INPUT RECORDS Block Start
//! Gesture codes and classification of touch sequences.

use num_enum::{FromPrimitive, IntoPrimitive};

/// Marker returned when the sequence holds no touch.
pub const NO_TOUCH: u8 = 0xFF;

#[derive(Debug, Clone, Copy, PartialEq, Eq, Default, IntoPrimitive, FromPrimitive)]
#[repr(u8)]
#[cfg_attr(feature = "defmt", derive(defmt::Format))]
pub enum Gesture {
    #[default]
    Unknown = 0,
    Tap = 1,
    DoubleTap = 2,
    SwipeUp = 3,
    SwipeDown = 4,
    SwipeLeft = 5,
    SwipeRight = 6,
    Proximity = 7,
}

/// Physical placement of the electrodes on the switch plate
#[derive(Debug, Clone, Copy, PartialEq, Eq)]
#[cfg_attr(feature = "defmt", derive(defmt::Format))]
pub struct ElectrodeMap {
    pub top: u8,
    pub left: u8,
    pub bottom: u8,
    pub right: u8,
    pub center: u8,
    pub proximity: u8,
}

impl Default for ElectrodeMap {
    fn default() -> Self {
        Self {
            top: 0,
            left: 1,
            bottom: 2,
            right: 3,
            center: 4,
            proximity: 12,
        }
    }
}

impl ElectrodeMap {
    pub const SIZE: usize = 6;

    pub fn to_bytes(&self) -> [u8; Self::SIZE] {
        [
            self.top,
            self.left,
            self.bottom,
            self.right,
            self.center,
            self.proximity,
        ]
    }

    pub fn from_bytes(bytes: &[u8; Self::SIZE]) -> Self {
        let [top, left, bottom, right, center, proximity] = *bytes;
        Self {
            top,
            left,
            bottom,
            right,
            center,
            proximity,
        }
    }

    /// Swipe direction when moving from the center towards `edge`.
    fn towards(&self, edge: u8) -> Option<Gesture> {
        if edge == self.bottom {
            Some(Gesture::SwipeDown)
        } else if edge == self.top {
            Some(Gesture::SwipeUp)
        } else if edge == self.right {
            Some(Gesture::SwipeRight)
        } else if edge == self.left {
            Some(Gesture::SwipeLeft)
        } else {
            None
        }
    }
}

/// Classifies an ordered touch sequence. The first rule that matches wins:
/// short swipe out of the center, long swipe across the plate, tap or
/// double tap, proximity.
pub fn classify(seq: &[u8], map: &ElectrodeMap, proximity_event: bool) -> Gesture {
    short_swipe(seq, map)
        .or_else(|| long_swipe(seq, map))
        .or_else(|| tap(seq))
        .unwrap_or(if seq.is_empty() && proximity_event {
            Gesture::Proximity
        } else {
            Gesture::Unknown
        })
}

fn short_swipe(seq: &[u8], map: &ElectrodeMap) -> Option<Gesture> {
    match *seq {
        [first, second] if first == map.center => map.towards(second),
        _ => None,
    }
}

fn long_swipe(seq: &[u8], map: &ElectrodeMap) -> Option<Gesture> {
    let (&first, &last) = (seq.first()?, seq.last()?);
    if seq.len() < 2 {
        return None;
    }
    match (first, last) {
        (f, l) if f == map.top && l == map.bottom => Some(Gesture::SwipeDown),
        (f, l) if f == map.bottom && l == map.top => Some(Gesture::SwipeUp),
        (f, l) if f == map.left && l == map.right => Some(Gesture::SwipeRight),
        (f, l) if f == map.right && l == map.left => Some(Gesture::SwipeLeft),
        _ => None,
    }
}

fn tap(seq: &[u8]) -> Option<Gesture> {
    match *seq {
        [_] => Some(Gesture::Tap),
        [a, b] if a == b => Some(Gesture::DoubleTap),
        _ => None,
    }
}

#[cfg(test)]
mod tests {
    use super::*;

    fn gesture(seq: &[u8]) -> Gesture {
        classify(seq, &ElectrodeMap::default(), false)
    }

    #[test]
    fn test_long_swipes() {
        let m = ElectrodeMap::default();
        assert_eq!(gesture(&[m.top, m.bottom]), Gesture::SwipeDown);
        assert_eq!(gesture(&[m.bottom, m.center, m.top]), Gesture::SwipeUp);
        assert_eq!(gesture(&[m.left, m.center, m.right]), Gesture::SwipeRight);
        assert_eq!(gesture(&[m.right, m.top, m.center, m.left]), Gesture::SwipeLeft);
    }

    #[test]
    fn test_short_swipes_from_center() {
        let m = ElectrodeMap::default();
        assert_eq!(gesture(&[m.center, m.bottom]), Gesture::SwipeDown);
        assert_eq!(gesture(&[m.center, m.top]), Gesture::SwipeUp);
        assert_eq!(gesture(&[m.center, m.right]), Gesture::SwipeRight);
        assert_eq!(gesture(&[m.center, m.left]), Gesture::SwipeLeft);
        // not an edge
        assert_eq!(gesture(&[m.center, 7]), Gesture::Unknown);
    }

    #[test]
    fn test_taps() {
        let m = ElectrodeMap::default();
        assert_eq!(gesture(&[m.top]), Gesture::Tap);
        assert_eq!(gesture(&[m.left, m.left]), Gesture::DoubleTap);
        assert_eq!(gesture(&[m.left, m.top]), Gesture::Unknown);
        assert_eq!(gesture(&[m.left, m.left, m.left]), Gesture::Unknown);
    }

    #[test]
    fn test_center_double_tap_is_not_a_swipe() {
        let m = ElectrodeMap::default();
        assert_eq!(gesture(&[m.center, m.center]), Gesture::DoubleTap);
    }

    #[test]
    fn test_proximity_only_when_empty() {
        let m = ElectrodeMap::default();
        assert_eq!(classify(&[], &m, true), Gesture::Proximity);
        assert_eq!(classify(&[], &m, false), Gesture::Unknown);
        assert_eq!(classify(&[m.top], &m, true), Gesture::Tap);
    }

    #[test]
    fn test_remapped_electrodes() {
        let m = ElectrodeMap {
            top: 5,
            bottom: 6,
            ..ElectrodeMap::default()
        };
        assert_eq!(classify(&[5, 6], &m, false), Gesture::SwipeDown);
        assert_eq!(classify(&[0, 2], &m, false), Gesture::Unknown);
    }

    #[test]
    fn test_gesture_codes() {
        assert_eq!(u8::from(Gesture::Proximity), 7);
        assert_eq!(Gesture::from(3), Gesture::SwipeUp);
        assert_eq!(Gesture::from(200), Gesture::Unknown);
    }
}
INPUT RECORDS Block End
- [WORK ORDER]:
Word for word, write out all of the entries again.

- [ANSWER BOX]:
//! Gesture codes and classification of touch sequences.

use num_enum::{FromPrimitive, IntoPrimitive};

/// Marker returned when the sequence holds no touch.
pub const NO_TOUCH: u8 = 0xFF;

#[derive(Debug, Clone, Copy, PartialEq, Eq, Default, IntoPrimitive, FromPrimitive)]
#[repr(u8)]
#[cfg_attr(feature = "defmt", derive(defmt::Format))]
pub enum Gesture {
    #[default]
    Unknown = 0,
    Tap = 1,
    DoubleTap = 2,
    SwipeUp = 3,
    SwipeDown = 4,
    SwipeLeft = 5,
    SwipeRight = 6,
    Proximity = 7,
}

/// Physical placement of the electrodes on the switch plate
#[derive(Debug, Clone, Copy, PartialEq, Eq)]
#[cfg_attr(feature = "defmt", derive(defmt::Format))]
pub struct ElectrodeMap {
    pub top: u8,
    pub left: u8,
    pub bottom: u8,
    pub right: u8,
    pub center: u8,
    pub proximity: u8,
}

impl Default for ElectrodeMap {
    fn default() -> Self {
        Self {
            top: 0,
            left: 1,
            bottom: 2,
            right: 3,
            center: 4,
            proximity: 12,
        }
    }
}

impl ElectrodeMap {
    pub const SIZE: usize = 6;

    pub fn to_bytes(&self) -> [u8; Self::SIZE] {
        [
            self.top,
            self.left,
            self.bottom,
            self.right,
            self.center,
            self.proximity,
        ]
    }

    pub fn from_bytes(bytes: &[u8; Self::SIZE]) -> Self {
        let [top, left, bottom, right, center, proximity] = *bytes;
        Self {
            top,
            left,
            bottom,
            right,
            center,
            proximity,
        }
    }

    /// Swipe direction when moving from the center towards `edge`.
    fn towards(&self, edge: u8) -> Option<Gesture> {
        if edge == self.bottom {
            Some(Gesture::SwipeDown)
        } else if edge == self.top {
            Some(Gesture::SwipeUp)
        } else if edge == self.right {
            Some(Gesture::SwipeRight)
        } else if edge == self.left {
            Some(Gesture::SwipeLeft)
        } else {
            None
        }
    }
}

/// Classifies an ordered touch sequence. The first rule that matches wins:
/// short swipe out of the center, long swipe across the plate, tap or
/// double tap, proximity.
pub fn classify(seq: &[u8], map: &ElectrodeMap, proximity_event: bool) -> Gesture {
    short_swipe(seq, map)
        .or_else(|| long_swipe(seq, map))
        .or_else(|| tap(seq))
        .unwrap_or(if seq.is_empty() && proximity_event {
            Gesture::Proximity
        } else {
            Gesture::Unknown
        })
}

fn short_swipe(seq: &[u8], map: &ElectrodeMap) -> Option<Gesture> {
    match *seq {
        [first, second] if first == map.center => map.towards(second),
        _ => None,
    }
}

fn long_swipe(seq: &[u8], map: &ElectrodeMap) -> Option<Gesture> {
    let (&first, &last) = (seq.first()?, seq.last()?);
    if seq.len() < 2 {
        return None;
    }
    match (first, last) {
        (f, l) if f == map.top && l == map.bottom => Some(Gesture::SwipeDown),
        (f, l) if f == map.bottom && l == map.top => Some(Gesture::SwipeUp),
        (f, l) if f == map.left && l == map.right => Some(Gesture::SwipeRight),
        (f, l) if f == map.right && l == map.left => Some(Gesture::SwipeLeft),
        _ => None,
    }
}

fn tap(seq: &[u8]) -> Option<Gesture> {
    match *seq {
        [_] => Some(Gesture::Tap),
        [a, b] if a == b => Some(Gesture::DoubleTap),
        _ => None,
    }
}

#[cfg(test)]
mod tests {
    use super::*;

    fn gesture(seq: &[u8]) -> Gesture {
        classify(seq, &ElectrodeMap::default(), false)
    }

    #[test]
    fn test_long_swipes() {
        let m = ElectrodeMap::default();
        assert_eq!(gesture(&[m.top, m.bottom]), Gesture::SwipeDown);
        assert_eq!(gesture(&[m.bottom, m.center, m.top]), Gesture::SwipeUp);
        assert_eq!(gesture(&[m.left, m.center, m.right]), Gesture::SwipeRight);
        assert_eq!(gesture(&[m.right, m.top, m.center, m.left]), Gesture::SwipeLeft);
    }

    #[test]
    fn test_short_swipes_from_center() {
        let m = ElectrodeMap::default();
        assert_eq!(gesture(&[m.center, m.bottom]), Gesture::SwipeDown);
        assert_eq!(gesture(&[m.center, m.top]), Gesture::SwipeUp);
        assert_eq!(gesture(&[m.center, m.right]), Gesture::SwipeRight);
        assert_eq!(gesture(&[m.center, m.left]), Gesture::SwipeLeft);
        // not an edge
        assert_eq!(gesture(&[m.center, 7]), Gesture::Unknown);
    }

    #[test]
    fn test_taps() {
        let m = ElectrodeMap::default();
        assert_eq!(gesture(&[m.top]), Gesture::Tap);
        assert_eq!(gesture(&[m.left, m.left]), Gesture::DoubleTap);
        assert_eq!(gesture(&[m.left, m.top]), Gesture::Unknown);
        assert_eq!(gesture(&[m.left, m.left, m.left]), Gesture::Unknown);
    }

    #[test]
    fn test_center_double_tap_is_not_a_swipe() {
        let m = ElectrodeMap::default();
        assert_eq!(gesture(&[m.center, m.center]), Gesture::DoubleTap);
    }

    #[test]
    fn test_proximity_only_when_empty() {
        let m = ElectrodeMap::default();
        assert_eq!(classify(&[], &m, true), Gesture::Proximity);
        assert_eq!(classify(&[], &m, false), Gesture::Unknown);
        assert_eq!(classify(&[m.top], &m, true), Gesture::Tap);
    }

    #[test]
    fn test_remapped_electrodes() {
        let m = ElectrodeMap {
            top: 5,
            bottom: 6,
            ..ElectrodeMap::default()
        };
        assert_eq!(classify(&[5, 6], &m, false), Gesture::SwipeDown);
        assert_eq!(classify(&[0, 2], &m, false), Gesture::Unknown);
    }

    #[test]
    fn test_gesture_codes() {
        assert_eq!(u8::from(Gesture::Proximity), 7);
        assert_eq!(Gesture::from(3), Gesture::SwipeUp);
        assert_eq!(Gesture::from(200), Gesture::Unknown);
    }
}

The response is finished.